### Work to be completed
Please return every line of the records below that holds the word "None".

### Records for this exercise
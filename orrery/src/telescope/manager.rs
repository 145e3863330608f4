use std::collections::BTreeMap;
use std::time::Duration;

use minstant::Instant;

use super::TelescopeError;
use super::client::{TelescopeLink, now_us};
use super::direction::Direction;
use super::protocol::GotoFrame;
use super::url::TelescopeUrl;
use crate::config::TelescopeConfig;
use crate::link::{ConnectionLoop, Connector, Handle, PollSelector, Selector, TcpConnector};
use crate::trace::{debug, info, warn};

/// Highest configurable slot number.
pub const MAX_SLOT: u8 = 8;
/// Ocular fields of view read per slot.
pub const MAX_OCULARS: usize = 9;
/// Wait between a failed or lost connection and the next attempt.
pub const RECONNECT_DELAY: Duration = Duration::from_secs(5);

struct Slot {
    url: TelescopeUrl,
    oculars: Vec<f64>,
    handle: Option<Handle>,
    retry_at: Option<Instant>,
}

/// Telescopes by slot, all serviced from one [`ConnectionLoop`].
///
/// Call [`communicate`](Self::communicate) once per frame of the control
/// loop. It never blocks on the network apart from host name resolution.
pub struct TelescopeManager<C = TcpConnector, S = PollSelector> {
    link: ConnectionLoop<TelescopeLink, C, S>,
    slots: BTreeMap<u8, Slot>,
    reconnect_delay: Duration,
}

impl TelescopeManager {
    /// # Errors
    ///
    /// Bad URLs, out-of-range or duplicate slots.
    pub fn from_config(telescopes: &[TelescopeConfig]) -> Result<Self, TelescopeError> {
        let mut manager = Self::with_parts(TcpConnector, PollSelector);
        for cfg in telescopes {
            manager.add(cfg.slot, cfg.url.parse()?, &cfg.oculars)?;
        }
        Ok(manager)
    }
}

impl<C: Connector, S: Selector> TelescopeManager<C, S> {
    pub fn with_parts(connector: C, selector: S) -> Self {
        Self {
            link: ConnectionLoop::with_parts(connector, selector),
            slots: BTreeMap::new(),
            reconnect_delay: RECONNECT_DELAY,
        }
    }

    #[must_use]
    pub const fn with_reconnect_delay(mut self, delay: Duration) -> Self {
        self.reconnect_delay = delay;
        self
    }

    /// Registers a telescope. The first connection attempt happens in the
    /// next `communicate()`.
    ///
    /// Only the first nine ocular values are kept and non-positive values
    /// are ignored.
    ///
    /// # Errors
    ///
    /// [`TelescopeError::InvalidSlot`], [`TelescopeError::DuplicateSlot`].
    pub fn add(&mut self, slot: u8, url: TelescopeUrl, oculars: &[f64]) -> Result<(), TelescopeError> {
        if slot > MAX_SLOT {
            return Err(TelescopeError::InvalidSlot(slot));
        }
        if self.slots.contains_key(&slot) {
            return Err(TelescopeError::DuplicateSlot(slot));
        }
        let oculars = oculars
            .iter()
            .take(MAX_OCULARS)
            .copied()
            .filter(|fov| *fov > 0.0)
            .collect();
        info!(slot, url = %url, "telescope configured");
        self.slots.insert(
            slot,
            Slot {
                url,
                oculars,
                handle: None,
                retry_at: None,
            },
        );
        Ok(())
    }

    /// Closes and forgets the telescope in `slot`.
    pub fn remove(&mut self, slot: u8) -> bool {
        let Some(entry) = self.slots.remove(&slot) else {
            return false;
        };
        if let Some(handle) = entry.handle {
            self.link.disconnect(handle);
        }
        true
    }

    /// Reconnects slots whose retry time has come, then runs one tick of the
    /// connection loop. Returns the number of connections serviced.
    ///
    /// # Errors
    ///
    /// Only a failed readiness check; per-telescope failures are logged and
    /// retried.
    pub fn communicate(&mut self) -> Result<usize, TelescopeError> {
        if self.slots.is_empty() {
            return Ok(0);
        }
        let now = Instant::now();
        self.reap_lost(now);

        for (slot, entry) in &mut self.slots {
            if entry.handle.is_some() || entry.retry_at.is_some_and(|at| now < at) {
                continue;
            }
            let link = TelescopeLink::new(entry.url.name.clone(), entry.url.delay_us);
            match self.link.connect(&entry.url.host, entry.url.port, link) {
                Ok(handle) => {
                    debug!(slot = *slot, %handle, "telescope connect started");
                    entry.handle = Some(handle);
                    entry.retry_at = None;
                }
                Err(e) => {
                    warn!(slot = *slot, telescope = %entry.url.name, error = %e, "telescope connect failed");
                    entry.retry_at = Some(now + self.reconnect_delay);
                }
            }
        }

        let serviced = self.link.tick()?;
        self.reap_lost(Instant::now());
        Ok(serviced)
    }

    /// Schedules a reconnect for slots whose connection the loop dropped.
    fn reap_lost(&mut self, now: Instant) {
        for (slot, entry) in &mut self.slots {
            if let Some(handle) = entry.handle
                && !self.link.contains(handle)
            {
                info!(slot = *slot, telescope = %entry.url.name, "telescope disconnected, will retry");
                entry.handle = None;
                entry.retry_at = Some(now + self.reconnect_delay);
            }
        }
    }

    /// Sends a goto to right ascension `ra_hours`, declination `dec_deg`.
    ///
    /// # Errors
    ///
    /// [`TelescopeError::UnknownSlot`] or [`TelescopeError::NotConnected`].
    pub fn goto(&mut self, slot: u8, ra_hours: f64, dec_deg: f64) -> Result<(), TelescopeError> {
        self.goto_direction(slot, &Direction::from_hours_degrees(ra_hours, dec_deg))
    }

    /// Sends a goto towards a J2000 direction.
    ///
    /// # Errors
    ///
    /// [`TelescopeError::UnknownSlot`] or [`TelescopeError::NotConnected`].
    pub fn goto_direction(&mut self, slot: u8, target: &Direction) -> Result<(), TelescopeError> {
        let handle = self.connected_handle(slot)?;
        let mut buf = Vec::with_capacity(20);
        GotoFrame::new(now_us(), target).encode(&mut buf);
        self.link.send(handle, &buf)?;
        debug!(slot, "goto queued");
        Ok(())
    }

    fn connected_handle(&self, slot: u8) -> Result<Handle, TelescopeError> {
        let entry = self.slots.get(&slot).ok_or(TelescopeError::UnknownSlot(slot))?;
        entry
            .handle
            .filter(|h| self.link.connection(*h).is_some_and(|c| c.is_established()))
            .ok_or(TelescopeError::NotConnected(slot))
    }

    #[must_use]
    pub fn is_connected(&self, slot: u8) -> bool {
        self.connected_handle(slot).is_ok()
    }

    /// Current pointing, delayed by the slot's configured latency.
    #[must_use]
    pub fn position(&self, slot: u8) -> Option<Direction> {
        let handle = self.connected_handle(slot).ok()?;
        self.link.handler(handle)?.position(now_us())
    }

    /// Slots whose telescope points within `limit_fov_deg` of `direction`.
    #[must_use]
    pub fn search_around(&self, direction: &Direction, limit_fov_deg: f64) -> Vec<u8> {
        let cos_limit = limit_fov_deg.to_radians().cos();
        self.slots
            .keys()
            .copied()
            .filter(|slot| {
                self.position(*slot)
                    .is_some_and(|pos| pos.dot(direction) >= cos_limit)
            })
            .collect()
    }

    /// Slot of the telescope with exactly this name.
    #[must_use]
    pub fn search_by_name(&self, name: &str) -> Option<u8> {
        self.slots
            .iter()
            .find(|(_, entry)| entry.url.name == name)
            .map(|(slot, _)| *slot)
    }

    /// Telescope names starting with `prefix` (case-insensitive), sorted and
    /// truncated to `max`.
    #[must_use]
    pub fn list_matching_names(&self, prefix: &str, max: usize) -> Vec<String> {
        if max == 0 {
            return Vec::new();
        }
        let prefix = prefix.to_uppercase();
        let mut names: Vec<String> = self
            .slots
            .values()
            .map(|entry| &entry.url.name)
            .filter(|name| name.to_uppercase().starts_with(&prefix))
            .cloned()
            .collect();
        names.sort();
        names.truncate(max);
        names
    }

    #[must_use]
    pub fn oculars(&self, slot: u8) -> &[f64] {
        self.slots.get(&slot).map_or(&[][..], |entry| entry.oculars.as_slice())
    }

    #[must_use]
    pub fn name(&self, slot: u8) -> Option<&str> {
        self.slots.get(&slot).map(|entry| entry.url.name.as_str())
    }

    pub fn slots(&self) -> impl Iterator<Item = u8> + '_ {
        self.slots.keys().copied()
    }

    #[must_use]
    pub fn connection_loop(&self) -> &ConnectionLoop<TelescopeLink, C, S> {
        &self.link
    }

    /// Closes every connection. Slots stay configured and reconnect on the
    /// next `communicate()`.
    pub fn disconnect_all(&mut self) {
        for entry in self.slots.values_mut() {
            if let Some(handle) = entry.handle.take() {
                self.link.disconnect(handle);
            }
            entry.retry_at = None;
        }
    }
}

### Written answer
                handle: None,
                retry_at: None,
                    entry.retry_at = None;
                entry.handle = None;
            entry.retry_at = None;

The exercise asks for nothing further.